Musée Hébert, octobre 2015 (photo Chloé Vidal)
Je suis très reconnaissant à François Jullien d’avoir non seulement pris le train de Paris à Grenoble pour assister aux funérailles de Françoise, le 30 juin dernier, mais aussi de m’avoir confié à cette occasion, avec une touchante dédicace, le tapuscrit de son prochain ouvrage Une Seconde vie. Titre ou réflexion on ne peut plus appropriés à ce tournant de la mienne.
Ce livre ne devant paraître qu’à l’automne, je n’en ferai pas ici exactement le compte-rendu ; en y prélevant quelques propos saillants, j’y associerai mes propres perplexités face à cette question lancinante imposée par la « rentrée », et maintenant, comment repartir ? Dans quelle voie qui ne soit pas de simple répétition, et avec quelles ressources ? Ou plus brutalement, comme lui-même ose le demander dès la page d’ouverture, à quoi bon continuer de vivre ? En vue de quel essor à venir ?
Depuis quelques livres en effet, François Jullien explore avec rigueur ce couple archétypal, vivre, exister, et il débrouille leurs emplois en cherchant quelles exigences sémantiques, éthiques, esthétiques, ontologiques ils recèlent. Dans Vivre en existant en particulier (Gallimard 2016), il s’attache de plusieurs façons à montrer à quel point ex-ister c’est décoïncider, sortir de soi ou s’inventer, chercher l’essor et non végéter dans l’étale, s’arracher à divers enlisements qui, par le mouvement même de la vie, normalement, banalement, nous sucent et nous figent. Une Seconde vie explore donc à quelles conditions l’enfoncement dans la lise n’est pas fatal, ou quelles sont nos chances d’exister encore un peu.
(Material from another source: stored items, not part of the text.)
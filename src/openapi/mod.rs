use utoipa::OpenApi;
use utoipa_swagger_ui::SwaggerUi;

#[derive(OpenApi)]
#[openapi(
    info(
        title = "Vinifera API",
        version = "1.0.0",
        description = r#"
# Vinifera Bulk Wine API

API for managing agronomics bulk wine products: the catalog of bulk and
packaged products, packaging and labeling recipes, warehouse stock moves, and
the aggregation that values bulk stock in liters.

## Features

- **Product Catalog**: Templates with a bulk flag and variants carrying capacity, weights and varietal composition
- **Bulk Quantities**: Liters of bulk wine per product, aggregated across warehouse storage zones with capacity weighting
- **Production Templates**: Recipes, including packaging and labeling variants with conditional field rules
- **Packaging Associations**: Link bulk products to recipes and generate packaged products with their bill of materials
- **Stock**: Warehouse location tree and stock moves feeding the quantity aggregation

## Identity

Endpoints are unauthenticated but identity-aware. Two optional headers drive
field protection:

- `X-User-Id`: UUID of the acting user; absent means an internal caller
- `X-Check-Access`: set to `false` to bypass protected-field rules

Protected fields (such as a template's `bulk` flag once stock moves exist) are
frozen only for identified callers with access checking enabled.

## Error Handling

Errors use a consistent response format with appropriate HTTP status codes:

```json
{
  "error": "Bad Request",
  "message": "Validation error: ...",
  "request_id": "req-abc123xyz",
  "timestamp": "2025-04-09T10:30:00.000Z"
}
```

## Pagination

List endpoints accept `page` (default 1) and `per_page` (default 20) query
parameters and return items together with total counts.
        "#
    ),
    servers(
        (url = "/", description = "Current host"),
        (url = "http://localhost:8080", description = "Local development")
    ),
    tags(
        (name = "Product Templates", description = "Templates and the bulk flag"),
        (name = "Products", description = "Products, bulk quantities and packaged-product generation"),
        (name = "Production Templates", description = "Recipes with packaging and labeling rules"),
        (name = "Packaging", description = "Associations between bulk products and recipes"),
        (name = "Stock", description = "Locations and stock moves"),
        (name = "UOMs", description = "Unit of measure catalog")
    ),
    paths(
        // Product templates
        crate::handlers::products::create_template,
        crate::handlers::products::list_templates,
        crate::handlers::products::get_template,
        crate::handlers::products::update_template,

        // Products
        crate::handlers::products::create_product,
        crate::handlers::products::list_products,
        crate::handlers::products::get_product,
        crate::handlers::products::update_product,
        crate::handlers::products::product_bulk_quantity,
        crate::handlers::products::bulk_quantities,
        crate::handlers::products::search_by_bulk_quantity,
        crate::handlers::products::generate_packaging,

        // Production templates
        crate::handlers::production_templates::create_template,
        crate::handlers::production_templates::list_templates,
        crate::handlers::production_templates::get_template,
        crate::handlers::production_templates::update_template,

        // Packaging associations
        crate::handlers::packaging::create_association,
        crate::handlers::packaging::list_associations,
        crate::handlers::packaging::get_association,
        crate::handlers::packaging::update_association,
        crate::handlers::packaging::delete_association,

        // Stock
        crate::handlers::stock::create_location,
        crate::handlers::stock::list_locations,
        crate::handlers::stock::get_location,
        crate::handlers::stock::record_move,
        crate::handlers::stock::list_moves,
        crate::handlers::stock::set_move_state,

        // UOM catalog
        crate::handlers::uoms::list_uoms,
        crate::handlers::uoms::get_uom,
    ),
    components(
        schemas(
            // Common types
            crate::ApiResponse<serde_json::Value>,
            crate::PaginatedResponse<serde_json::Value>,

            // Entities
            crate::entities::product::Model,
            crate::entities::product_template::Model,
            crate::entities::product_variety::Model,
            crate::entities::product_packaging::Model,
            crate::entities::production_template::Model,
            crate::entities::production_template_input::Model,
            crate::entities::stock_location::Model,
            crate::entities::stock_location::LocationKind,
            crate::entities::stock_move::Model,
            crate::entities::stock_move::MoveState,
            crate::entities::uom::Model,
            crate::entities::uom::UomCategory,

            // Catalog types
            crate::services::products::CreateProductTemplateInput,
            crate::services::products::UpdateProductTemplateInput,
            crate::services::products::CreateProductInput,
            crate::services::products::UpdateProductInput,
            crate::services::products::VarietyInput,
            crate::services::products::ProductDetail,

            // Recipe types
            crate::services::production_templates::CreateProductionTemplateInput,
            crate::services::production_templates::UpdateProductionTemplateInput,
            crate::services::production_templates::RecipeInputLine,
            crate::services::production_templates::ProductionTemplateDetail,

            // Packaging types
            crate::services::packaging::CreatePackagingInput,
            crate::services::packaging::UpdatePackagingInput,
            crate::services::packaging::GeneratedPackaging,

            // Stock types
            crate::services::stock::CreateLocationInput,
            crate::services::stock::RecordMoveInput,
            crate::handlers::stock::MoveStateRequest,

            // Bulk quantity types
            crate::services::bulk_quantity::CompareOperator,
            crate::handlers::products::BulkQuantitiesRequest,
            crate::handlers::products::BulkQuantitySearchRequest,
            crate::handlers::products::GeneratePackagingRequest,
            crate::handlers::products::ProductWithQuantity,
            crate::handlers::products::TemplateWithQuantity,
            crate::handlers::products::BulkQuantityResponse,

            // Error types
            crate::errors::ErrorResponse
        )
    )
)]
pub struct ApiDocV1;

pub fn swagger_ui() -> SwaggerUi {
    SwaggerUi::new("/docs")
        .url("/api-docs/openapi.json", ApiDocV1::openapi())
        .config(utoipa_swagger_ui::Config::from("/api-docs/openapi.json").try_it_out_enabled(true))
}

#[cfg(test)]
mod tests {
    use super::*;

    #[test]
    fn openapi_document_covers_the_api() {
        let openapi = ApiDocV1::openapi();
        let json = serde_json::to_string_pretty(&openapi).unwrap();
        assert!(json.contains("Vinifera API"));
        assert!(json.contains("/api/v1/products/generate-packaging"));
        assert!(json.contains("/api/v1/packaging-associations"));
        assert!(json.contains("/api/v1/stock/moves"));
    }
}
use chrono::Utc;
use rust_decimal::Decimal;
use sea_orm::{
    ColumnTrait, DatabaseConnection, EntityTrait, QueryFilter, QuerySelect,
};
use serde::{Deserialize, Serialize};
use std::collections::{HashMap, HashSet};
use std::sync::Arc;
use tracing::instrument;
use utoipa::ToSchema;
use uuid::Uuid;

use crate::{
    context::RequestContext,
    entities::{
        product::{self, Entity as ProductEntity},
        product_template::{self, Entity as ProductTemplateEntity},
    },
    errors::ServiceError,
    services::stock::StockService,
};

/// Comparison operator for quantity searches
#[derive(
    Clone,
    Copy,
    Debug,
    PartialEq,
    Eq,
    Serialize,
    Deserialize,
    strum::Display,
    strum::EnumString,
    ToSchema,
)]
#[serde(rename_all = "snake_case")]
#[strum(serialize_all = "snake_case")]
pub enum CompareOperator {
    Eq,
    Ne,
    Lt,
    Le,
    Gt,
    Ge,
}

impl CompareOperator {
    pub fn matches(self, left: Decimal, right: Decimal) -> bool {
        match self {
            Self::Eq => left == right,
            Self::Ne => left != right,
            Self::Lt => left < right,
            Self::Le => left <= right,
            Self::Gt => left > right,
            Self::Ge => left >= right,
        }
    }
}

/// Service computing bulk quantities: the volume of a wine lot still on hand,
/// whether it sits in tanks or has already been bottled.
#[derive(Clone)]
pub struct BulkQuantityService {
    db: Arc<DatabaseConnection>,
    stock: Arc<StockService>,
    batch_size: usize,
}

impl BulkQuantityService {
    pub fn new(db: Arc<DatabaseConnection>, stock: Arc<StockService>, batch_size: usize) -> Self {
        Self {
            db,
            stock,
            batch_size: batch_size.max(1),
        }
    }

    /// Bulk quantity per requested product: raw stock of the product's bulk
    /// source plus, per packaged derivative of that source, the derivative's
    /// stock weighted by its capacity. Stock is read at the context's
    /// locations (default: storage zones of active warehouses) and as-of date
    /// (default: today). Products without stock map to zero.
    #[instrument(skip(self, ctx, product_ids))]
    pub async fn bulk_quantities(
        &self,
        ctx: &RequestContext,
        product_ids: &[Uuid],
    ) -> Result<HashMap<Uuid, Decimal>, ServiceError> {
        let mut result: HashMap<Uuid, Decimal> =
            product_ids.iter().map(|id| (*id, Decimal::ZERO)).collect();
        if product_ids.is_empty() {
            return Ok(result);
        }

        let locations = if ctx.locations.is_empty() {
            self.stock.storage_locations_of_warehouses().await?
        } else {
            ctx.locations.clone()
        };
        let as_of = ctx.as_of.unwrap_or_else(|| Utc::now().date_naive());

        let requested = self.load_products(product_ids).await?;
        let bulk_flags = self.template_bulk_flags(&requested).await?;

        // Requested bulk products without a distinct source count through
        // their own raw stock and never again as a derivative. Everything
        // else is an output product whose source joins the bulk set.
        let mut bulk_sources: HashSet<Uuid> = HashSet::new();
        let mut outputs: HashMap<Uuid, (Option<Uuid>, Option<Decimal>)> = HashMap::new();
        for p in &requested {
            let is_bulk = bulk_flags.get(&p.template_id).copied().unwrap_or(false);
            if is_bulk && p.bulk_product_id.is_none() {
                bulk_sources.insert(p.id);
                continue;
            }
            if let Some(source) = p.bulk_product_id {
                bulk_sources.insert(source);
            }
            outputs.insert(p.id, (p.bulk_product_id, p.capacity));
        }

        // Repackaging chains all point at the same source, so every packaged
        // derivative is found here whether it was requested or not.
        let source_ids: Vec<Uuid> = bulk_sources.iter().copied().collect();
        for chunk in source_ids.chunks(self.batch_size) {
            let derivatives = ProductEntity::find()
                .filter(product::Column::BulkProductId.is_in(chunk.iter().copied()))
                .all(&*self.db)
                .await?;
            for d in derivatives {
                outputs.entry(d.id).or_insert((d.bulk_product_id, d.capacity));
            }
        }

        let output_ids: Vec<Uuid> = outputs.keys().copied().collect();
        let bulk_raw = self
            .stock
            .quantities_by_product(&source_ids, &locations, as_of)
            .await?;
        let output_raw = self
            .stock
            .quantities_by_product(&output_ids, &locations, as_of)
            .await?;

        let mut derivatives_by_source: HashMap<Uuid, Vec<(Uuid, Option<Decimal>)>> =
            HashMap::new();
        for (id, (source, capacity)) in &outputs {
            if let Some(source) = source {
                derivatives_by_source
                    .entry(*source)
                    .or_default()
                    .push((*id, *capacity));
            }
        }

        for p in &requested {
            let source = p.bulk_product_id.unwrap_or(p.id);
            let mut total = bulk_raw.get(&source).copied().unwrap_or_default();
            if let Some(derivatives) = derivatives_by_source.get(&source) {
                for (derivative_id, capacity) in derivatives {
                    let quantity = output_raw.get(derivative_id).copied().unwrap_or_default();
                    total += quantity * capacity.unwrap_or(Decimal::ONE);
                }
            }
            result.insert(p.id, total);
        }

        Ok(result)
    }

    /// Product ids whose bulk quantity satisfies `operator value`
    #[instrument(skip(self, ctx))]
    pub async fn search_by_bulk_quantity(
        &self,
        ctx: &RequestContext,
        operator: CompareOperator,
        value: Decimal,
    ) -> Result<Vec<Uuid>, ServiceError> {
        let candidate_ids: Vec<Uuid> = ProductEntity::find()
            .select_only()
            .column(product::Column::Id)
            .into_tuple::<Uuid>()
            .all(&*self.db)
            .await?;

        let quantities = self.bulk_quantities(ctx, &candidate_ids).await?;
        let mut matching: Vec<Uuid> = quantities
            .into_iter()
            .filter(|(_, quantity)| operator.matches(*quantity, value))
            .map(|(id, _)| id)
            .collect();
        matching.sort_unstable();
        Ok(matching)
    }

    /// Bulk quantity of a template: the sum over its variants
    #[instrument(skip(self, ctx))]
    pub async fn template_bulk_quantity(
        &self,
        ctx: &RequestContext,
        template_id: Uuid,
    ) -> Result<Decimal, ServiceError> {
        ProductTemplateEntity::find_by_id(template_id)
            .one(&*self.db)
            .await?
            .ok_or_else(|| {
                ServiceError::NotFound(format!("Product template {} not found", template_id))
            })?;

        let variant_ids: Vec<Uuid> = ProductEntity::find()
            .select_only()
            .column(product::Column::Id)
            .filter(product::Column::TemplateId.eq(template_id))
            .into_tuple::<Uuid>()
            .all(&*self.db)
            .await?;

        let quantities = self.bulk_quantities(ctx, &variant_ids).await?;
        Ok(variant_ids
            .iter()
            .filter_map(|id| quantities.get(id))
            .copied()
            .sum())
    }

    async fn load_products(&self, ids: &[Uuid]) -> Result<Vec<product::Model>, ServiceError> {
        let mut products = Vec::with_capacity(ids.len());
        for chunk in ids.chunks(self.batch_size) {
            let found = ProductEntity::find()
                .filter(product::Column::Id.is_in(chunk.iter().copied()))
                .all(&*self.db)
                .await?;
            products.extend(found);
        }
        Ok(products)
    }

    async fn template_bulk_flags(
        &self,
        products: &[product::Model],
    ) -> Result<HashMap<Uuid, bool>, ServiceError> {
        let mut template_ids: Vec<Uuid> = products.iter().map(|p| p.template_id).collect();
        template_ids.sort_unstable();
        template_ids.dedup();

        let mut flags = HashMap::with_capacity(template_ids.len());
        for chunk in template_ids.chunks(self.batch_size) {
            let templates = ProductTemplateEntity::find()
                .filter(product_template::Column::Id.is_in(chunk.iter().copied()))
                .all(&*self.db)
                .await?;
            for template in templates {
                flags.insert(template.id, template.bulk);
            }
        }
        Ok(flags)
    }
}

#[cfg(test)]
mod tests {
    use super::*;
    use rust_decimal_macros::dec;
    use std::str::FromStr;

    #[test]
    fn operators_compare_decimals() {
        assert!(CompareOperator::Eq.matches(dec!(10), dec!(10)));
        assert!(!CompareOperator::Eq.matches(dec!(10), dec!(11)));
        assert!(CompareOperator::Ne.matches(dec!(10), dec!(11)));
        assert!(CompareOperator::Lt.matches(dec!(9), dec!(10)));
        assert!(CompareOperator::Le.matches(dec!(10), dec!(10)));
        assert!(!CompareOperator::Gt.matches(dec!(10), dec!(10)));
        assert!(CompareOperator::Ge.matches(dec!(10), dec!(10)));
    }

    #[test]
    fn operators_parse_from_tokens() {
        assert_eq!(CompareOperator::from_str("gt"), Ok(CompareOperator::Gt));
        assert_eq!(CompareOperator::from_str("le"), Ok(CompareOperator::Le));
        assert!(CompareOperator::from_str("between").is_err());
    }

    #[test]
    fn operators_display_as_tokens() {
        assert_eq!(CompareOperator::Ge.to_string(), "ge");
        assert_eq!(CompareOperator::Ne.to_string(), "ne");
    }
}
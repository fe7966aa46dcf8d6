use std::{net::SocketAddr, sync::Arc, time::Duration};

use axum::{extract::DefaultBodyLimit, routing::get, Router};
use http::HeaderValue;
use tokio::{signal, sync::mpsc};
use tower_http::{
    compression::CompressionLayer,
    cors::{Any, CorsLayer},
    timeout::TimeoutLayer,
    trace::TraceLayer,
};
use tracing::{error, info};

use vinifera_api as api;

#[tokio::main]
async fn main() -> Result<(), Box<dyn std::error::Error>> {
    let cfg = api::config::load_config()?;
    api::config::init_tracing(cfg.log_level(), cfg.log_json);

    // Init DB
    let db_pool = api::db::establish_connection_from_app_config(&cfg).await?;
    if cfg.auto_migrate {
        api::db::run_migrations(&db_pool).await.map_err(|e| {
            error!("Failed running migrations: {}", e);
            e
        })?;
    }

    let db_arc = Arc::new(db_pool);

    // Init events
    let (event_tx, event_rx) = mpsc::channel(cfg.event_channel_capacity);
    let event_sender = api::events::EventSender::new(event_tx);

    // Spawn event processor
    tokio::spawn(api::events::process_events(event_rx));

    // Aggregate app services used by HTTP handlers
    let services =
        api::handlers::AppServices::new(db_arc.clone(), event_sender.clone(), cfg.query_batch_size);

    // Compose shared app state
    let app_state = api::AppState {
        db: db_arc.clone(),
        config: cfg.clone(),
        event_sender,
        services,
    };

    // Build CORS layer from config
    let configured_origins: Option<Vec<HeaderValue>> = cfg
        .cors_allowed_origins
        .as_ref()
        .map(|raw| {
            raw.split(',')
                .filter_map(|origin| {
                    let trimmed = origin.trim();
                    if trimmed.is_empty() {
                        None
                    } else {
                        HeaderValue::from_str(trimmed).ok()
                    }
                })
                .collect::<Vec<_>>()
        })
        .filter(|origins| !origins.is_empty());

    let cors_layer = if let Some(origins) = configured_origins {
        CorsLayer::new()
            .allow_origin(origins)
            .allow_methods(Any)
            .allow_headers(Any)
            .allow_credentials(cfg.cors_allow_credentials)
    } else if cfg.should_allow_permissive_cors() {
        info!(
            "Using permissive CORS because explicit origins were not configured ({})",
            if cfg.is_development() {
                "development environment"
            } else {
                "explicit override enabled"
            }
        );
        CorsLayer::permissive()
    } else {
        error!("Missing CORS configuration detected; set APP__CORS_ALLOWED_ORIGINS or APP__CORS_ALLOW_ANY_ORIGIN=true");
        return Err("Missing CORS configuration: set APP__CORS_ALLOWED_ORIGINS or APP__CORS_ALLOW_ANY_ORIGIN=true".into());
    };

    // Build router: root banner + full v1 API + Swagger UI
    let app = Router::<api::AppState>::new()
        .route("/", get(|| async { "vinifera-api up" }))
        .nest("/api/v1", api::api_v1_routes())
        .merge(api::openapi::swagger_ui())
        // HTTP tracing layer for consistent request/response telemetry
        .layer(
            TraceLayer::new_for_http().make_span_with(api::tracing::RequestSpanMaker),
        )
        // Apply compression, timeouts and body limits
        .layer(CompressionLayer::new())
        .layer(TimeoutLayer::new(Duration::from_secs(30)))
        .layer(DefaultBodyLimit::max(cfg.max_body_size))
        // Apply CORS
        .layer(cors_layer)
        // Ensure every request carries a request id for traceability
        .layer(axum::middleware::from_fn(
            api::tracing::request_id_middleware,
        ))
        .with_state(app_state);

    // Bind and serve
    let addr: SocketAddr = format!("{}:{}", cfg.host, cfg.port).parse()?;
    info!("🚀 vinifera-api listening on http://{}", addr);
    let listener = tokio::net::TcpListener::bind(addr).await?;

    axum::serve(listener, app.into_make_service())
        .with_graceful_shutdown(shutdown_signal())
        .await?;

    Ok(())
}

async fn shutdown_signal() {
    let ctrl_c = async {
        signal::ctrl_c()
            .await
            .expect("failed to install Ctrl+C handler");
    };

    #[cfg(unix)]
    let terminate = async {
        use tokio::signal::unix::{signal, SignalKind};

        let mut sigterm =
            signal(SignalKind::terminate()).expect("failed to install signal handler");
        sigterm.recv().await;
    };

    #[cfg(not(unix))]
    let terminate = std::future::pending::<()>();

    tokio::select! {
        _ = ctrl_c => {},
        _ = terminate => {},
    }
}
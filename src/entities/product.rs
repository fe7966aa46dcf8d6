use chrono::{DateTime, Utc};
use rust_decimal::Decimal;
use sea_orm::entity::prelude::*;
use sea_orm::{ActiveModelBehavior, ActiveValue, ActiveValue::Set, ConnectionTrait};
use serde::{Deserialize, Serialize};
use utoipa::ToSchema;
use uuid::Uuid;
use validator::Validate;

/// Product entity: a concrete variant of a product template. Bulk wine,
/// packaging materials, and generated packaged products all live here.
#[derive(Clone, Debug, PartialEq, DeriveEntityModel, Serialize, Deserialize, Validate, ToSchema)]
#[sea_orm(table_name = "products")]
pub struct Model {
    /// Primary key
    #[sea_orm(primary_key, auto_increment = false)]
    pub id: Uuid,

    /// Owning product template
    pub template_id: Uuid,

    /// Variant code suffix (SKU fragment)
    #[validate(length(max = 100, message = "Code cannot exceed 100 characters"))]
    pub code: Option<String>,

    /// Volumetric content of one packaged unit
    pub capacity: Option<Decimal>,

    /// Unit of the capacity figure (volume category, defaults to liter)
    pub capacity_uom_id: Option<Uuid>,

    /// Net weight of one packaged unit (content only)
    pub net_weight: Option<Decimal>,

    /// Gross weight of one packaged unit (content plus packaging material)
    pub weight: Option<Decimal>,

    /// Unit of the weight figures (weight category)
    pub weight_uom_id: Option<Uuid>,

    /// The unpackaged source this variant derives from. NULL when the
    /// product is itself the bulk source.
    pub bulk_product_id: Option<Uuid>,

    /// Denomination of origin label
    #[validate(length(max = 255))]
    pub denomination_of_origin: Option<String>,

    /// Ecological certification
    pub ecological: bool,

    /// Harvest year
    #[validate(range(min = 1900, max = 2100, message = "Vintage must be a plausible year"))]
    pub vintage: Option<i32>,

    /// Is the product active
    pub active: bool,

    /// Creation timestamp
    pub created_at: DateTime<Utc>,

    /// Last update timestamp
    pub updated_at: Option<DateTime<Utc>>,
}

#[derive(Copy, Clone, Debug, EnumIter, DeriveRelation)]
pub enum Relation {
    #[sea_orm(
        belongs_to = "super::product_template::Entity",
        from = "Column::TemplateId",
        to = "super::product_template::Column::Id"
    )]
    Template,
    #[sea_orm(
        belongs_to = "Entity",
        from = "Column::BulkProductId",
        to = "Column::Id"
    )]
    BulkProduct,
    #[sea_orm(has_many = "super::product_variety::Entity")]
    Varieties,
    #[sea_orm(has_many = "super::product_packaging::Entity")]
    Packagings,
    #[sea_orm(has_many = "super::stock_move::Entity")]
    StockMoves,
}

impl Related<super::product_template::Entity> for Entity {
    fn to() -> RelationDef {
        Relation::Template.def()
    }
}

impl Related<super::product_variety::Entity> for Entity {
    fn to() -> RelationDef {
        Relation::Varieties.def()
    }
}

impl Related<super::stock_move::Entity> for Entity {
    fn to() -> RelationDef {
        Relation::StockMoves.def()
    }
}

#[async_trait::async_trait]
impl ActiveModelBehavior for ActiveModel {
    async fn before_save<C>(self, _db: &C, insert: bool) -> Result<Self, DbErr>
    where
        C: ConnectionTrait,
    {
        let mut active_model = self;

        if insert {
            if let ActiveValue::NotSet = active_model.ecological {
                active_model.ecological = Set(false);
            }

            if let ActiveValue::NotSet = active_model.active {
                active_model.active = Set(true);
            }

            active_model.created_at = Set(Utc::now());
        }

        active_model.updated_at = Set(Some(Utc::now()));

        let model: Model = active_model.clone().try_into().map_err(|_| {
            DbErr::Custom("Failed to convert ActiveModel to Model for validation".to_string())
        })?;

        if let Err(err) = model.validate() {
            return Err(DbErr::Custom(format!("Validation error: {}", err)));
        }

        Ok(active_model)
    }
}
Encore (titre du volume XX il me semble du Séminaire de Lacan) concentre d’un mot cette problématique, et son énigme : qu’est-ce qui m’attend encore ? Comment, dans quelle direction, auprès de qui déployer encore mon désir, ou éprouver ma liberté ? Ces questions ne sont pas frivoles ; elles touchent en chacun à l’intime autant qu’à l’urgent.
Car ce n’est pas seulement une question de chronologie. Certes la seconde vie vient après la première, mais elle lui demeure perpendiculaire, ou accessible à partir d’elle à tout moment. Le prestige de la secondéité ou de la secondarité, valeurs à soigneusement développer à la lumière de la psychanalyse, ou de quelques philosophes attentifs à la reprise (dont Kierkegaard fit une ressource bien distincte de la simple répétition), c’est d’être nécessairement plus riches que l’expérience première, ou primaire, généralement confuses ou inabouties. Car nos débuts furent obtus ou inconscients d’eux-mêmes ; « la première fois qu’Aurélien vit Bérénice… », ils avortent, ou demeurent insituables. Peut-être nos vrais débuts n’apparaissent-ils qu’à la fin. Un grand artiste aura tendance à traiter son œuvre de brouillon préparatoire face à ses derniers livres, ou ses derniers tableaux (Titien, Matisse), ce n’est qu’avec ceux-ci qu’il commence enfin ; c’est en reprenant et en se reprenant qu’on débute, ce coup de dé (dé-but, dé-part, dé-calage, dé-coïncidence…) vient tard. A cet égard et comme la chouette de Minerve, la philosophie qui consiste précisément en cette capacité de reprise ne saurait être de premier jet, on ne naît pas fraîchement philosophe, on le devient.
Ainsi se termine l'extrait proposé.